Abstract

1. Raised extracellular K(+) relaxes some arteries, and has been proposed as Endothelium-Derived Hyperpolarizing Factor (EDHF). However, relaxation of rat small mesenteric arteries to K(+) is highly variable. We have investigated the mechanism of K(+)-induced dilatation and relaxation of pressurized arteries and arteries mounted for measurement of isometric force. 2. Raising [K(+)](o) from 5.88 - 10.58 mM did not dilate or relax pressurized or isometric arteries.
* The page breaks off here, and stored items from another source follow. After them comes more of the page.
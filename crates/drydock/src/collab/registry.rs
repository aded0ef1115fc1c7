use std::sync::Arc;

use async_trait::async_trait;
use tracing::info;

use super::CredentialHandle;
use crate::artifact::Payload;
use crate::stage::{StageContext, StageExecution, StageExecutor};

/// Container registry client.
#[async_trait]
pub trait RegistryClient: Send + Sync {
    /// Push `image` and return the pushed reference (ideally digest-pinned).
    async fn push(&self, image: &str, credential: &CredentialHandle) -> anyhow::Result<String>;
}

/// Pushes the image named by the `image_key` input and records the pushed
/// reference under the stage's first declared output.
pub struct RegistryPushExecutor {
    client: Arc<dyn RegistryClient>,
    image_key: String,
    credential: String,
}

impl RegistryPushExecutor {
    pub fn new(
        client: Arc<dyn RegistryClient>,
        image_key: impl Into<String>,
        credential: impl Into<String>,
    ) -> Self {
        Self {
            client,
            image_key: image_key.into(),
            credential: credential.into(),
        }
    }
}

#[async_trait]
impl StageExecutor for RegistryPushExecutor {
    async fn execute(&self, ctx: &StageContext) -> anyhow::Result<StageExecution> {
        let image = ctx
            .input(&self.image_key)
            .map(|artifact| artifact.payload.to_text())
            .ok_or_else(|| anyhow::anyhow!("image '{}' not among stage inputs", self.image_key))?;
        let credential = ctx
            .credential(&self.credential)
            .ok_or_else(|| anyhow::anyhow!("credential '{}' not granted to stage", self.credential))?;

        let pushed = self.client.push(image.trim(), credential).await?;
        info!(stage = %ctx.stage_name, image = %image.trim(), pushed = %pushed, "Image pushed");

        let mut execution = StageExecution::success(format!("pushed {pushed}"));
        if let Some(key) = ctx.primary_output() {
            execution = execution.with_artifact(key, Payload::Bytes(pushed.into_bytes()));
        }
        Ok(execution)
    }
}
//! Trigger routing and the final exit status.

use tracing::{info, warn};

use crate::artifact::{ArtifactStore, MemoryArtifactStore, Payload};
use crate::error::{UnroutedTriggerError, WiringError};
use crate::pipeline::{PipelineDefinition, PipelineName, TRIGGER_REF_KEY};
use crate::runner::{PipelineOutcome, PipelineRunner, PipelineStatus};
use crate::trigger::TriggerEvent;

pub const EXIT_OK: i32 = 0;
pub const EXIT_FAILED: i32 = 1;
pub const EXIT_ABORTED: i32 = 2;

impl PipelineStatus {
    /// Process exit code for a finished run.
    pub fn exit_code(&self) -> i32 {
        match self {
            PipelineStatus::Success | PipelineStatus::SuccessWithWarnings => EXIT_OK,
            PipelineStatus::Failed => EXIT_FAILED,
            PipelineStatus::Aborted => EXIT_ABORTED,
        }
    }
}

/// What happened to a trigger.
#[derive(Debug)]
pub enum Dispatch {
    Ran(PipelineOutcome),
    /// No pipeline accepted the trigger; nothing ran.
    Unrouted(UnroutedTriggerError),
}

impl Dispatch {
    pub fn exit_code(&self) -> i32 {
        match self {
            Dispatch::Ran(outcome) => outcome.status.exit_code(),
            Dispatch::Unrouted(_) => EXIT_OK,
        }
    }

    pub fn outcome(&self) -> Option<&PipelineOutcome> {
        match self {
            Dispatch::Ran(outcome) => Some(outcome),
            Dispatch::Unrouted(_) => None,
        }
    }
}

/// Owns the CI and CD definitions and routes triggers between them.
pub struct PipelineOrchestrator {
    ci: PipelineDefinition,
    cd: PipelineDefinition,
    runner: PipelineRunner,
}

impl PipelineOrchestrator {
    /// Fails with [`WiringError::PipelineMismatch`] when the definitions
    /// are not named CI and CD respectively.
    pub fn new(ci: PipelineDefinition, cd: PipelineDefinition) -> Result<Self, WiringError> {
        for (expected, definition) in [(PipelineName::Ci, &ci), (PipelineName::Cd, &cd)] {
            if definition.name() != expected {
                return Err(WiringError::PipelineMismatch {
                    expected,
                    found: definition.name(),
                });
            }
        }
        Ok(Self {
            ci,
            cd,
            runner: PipelineRunner::new(),
        })
    }

    pub fn with_runner(mut self, runner: PipelineRunner) -> Self {
        self.runner = runner;
        self
    }

    pub fn definition(&self, name: PipelineName) -> &PipelineDefinition {
        match name {
            PipelineName::Ci => &self.ci,
            PipelineName::Cd => &self.cd,
        }
    }

    /// Pick the definition a trigger should run.
    ///
    /// Manual triggers name their pipeline directly. Pushes and tags go to
    /// the first definition whose trigger rule accepts them, CI first.
    pub fn select(&self, event: &TriggerEvent) -> Result<&PipelineDefinition, UnroutedTriggerError> {
        if let TriggerEvent::Manual { pipeline } = event {
            return Ok(self.definition(*pipeline));
        }
        [&self.ci, &self.cd]
            .into_iter()
            .find(|definition| definition.accepts(event))
            .ok_or_else(|| UnroutedTriggerError(event.to_string()))
    }

    /// Select and run against a fresh in-memory store.
    pub async fn dispatch(&self, event: &TriggerEvent, initial: Vec<(String, Payload)>) -> Dispatch {
        self.dispatch_with_store(event, MemoryArtifactStore::new(), initial)
            .await
    }

    /// Select and run against `store`. The triggering ref is seeded as
    /// `trigger-ref` unless the caller already supplied one.
    pub async fn dispatch_with_store<S: ArtifactStore>(
        &self,
        event: &TriggerEvent,
        store: S,
        mut initial: Vec<(String, Payload)>,
    ) -> Dispatch {
        let definition = match self.select(event) {
            Ok(definition) => definition,
            Err(err) => {
                warn!(event = "trigger.unrouted", trigger = %event);
                return Dispatch::Unrouted(err);
            }
        };
        info!(event = "trigger.routed", trigger = %event, pipeline = %definition.name());

        if let Some(git_ref) = event.git_ref() {
            if !initial.iter().any(|(key, _)| key == TRIGGER_REF_KEY) {
                initial.push((
                    TRIGGER_REF_KEY.to_string(),
                    Payload::Bytes(git_ref.as_bytes().to_vec()),
                ));
            }
        }

        Dispatch::Ran(self.runner.run_with_store(definition, store, initial).await)
    }
}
Relaxation to raised [K(+)](o) was revealed in the presence of 5-nitro-2-(3-phenylpropylamino) benzoic acid (NPPB); this effect of NPPB was concentration-dependent (IC(50): 1.16 microM). 3. Relaxations to raised [K(+)](o) in the presence of NPPB, were abolished by 30 microM Ba(2+) or endothelial-denudation. Acetycholine (10 microM) relaxed endothelium-intact arteries in presence of raised [K(+)](o) NPPB and Ba(2+). 4. Relaxations to raised [K(+)](o) were revealed in hyperosmotic superfusate (+60 mM sucrose). These relaxations were abolished by 30 microM Ba(2+). In the presence of raised [K(+)](o), 60 mM sucrose and 30 microM Ba(2+), 10 microM acetycholine still relaxed all arteries. 5. Fifty microM 18 alpha-glycyrrhetinic acid (18 alpha-GA), a gap junction inhibitor, depressed relaxations to both 10 microM acetylcholine and raised [K(+)](o), in the presence of 10 microM NPPB. 6. In summary, blockade of a volume-sensitive Cl(-) conductance in small rat mesenteric arteries, using NPPB or hyperosmotic superfusion, reveals a endothelium-dependent, Ba(2+) sensitive dilatation or relaxation of rat mesenteric arteries to raised [K(+)](o). We conclude that inwardly rectifying potassium channels on the endothelium underlie relaxations to raised [K(+)](o) in rat small mesenteric arteries.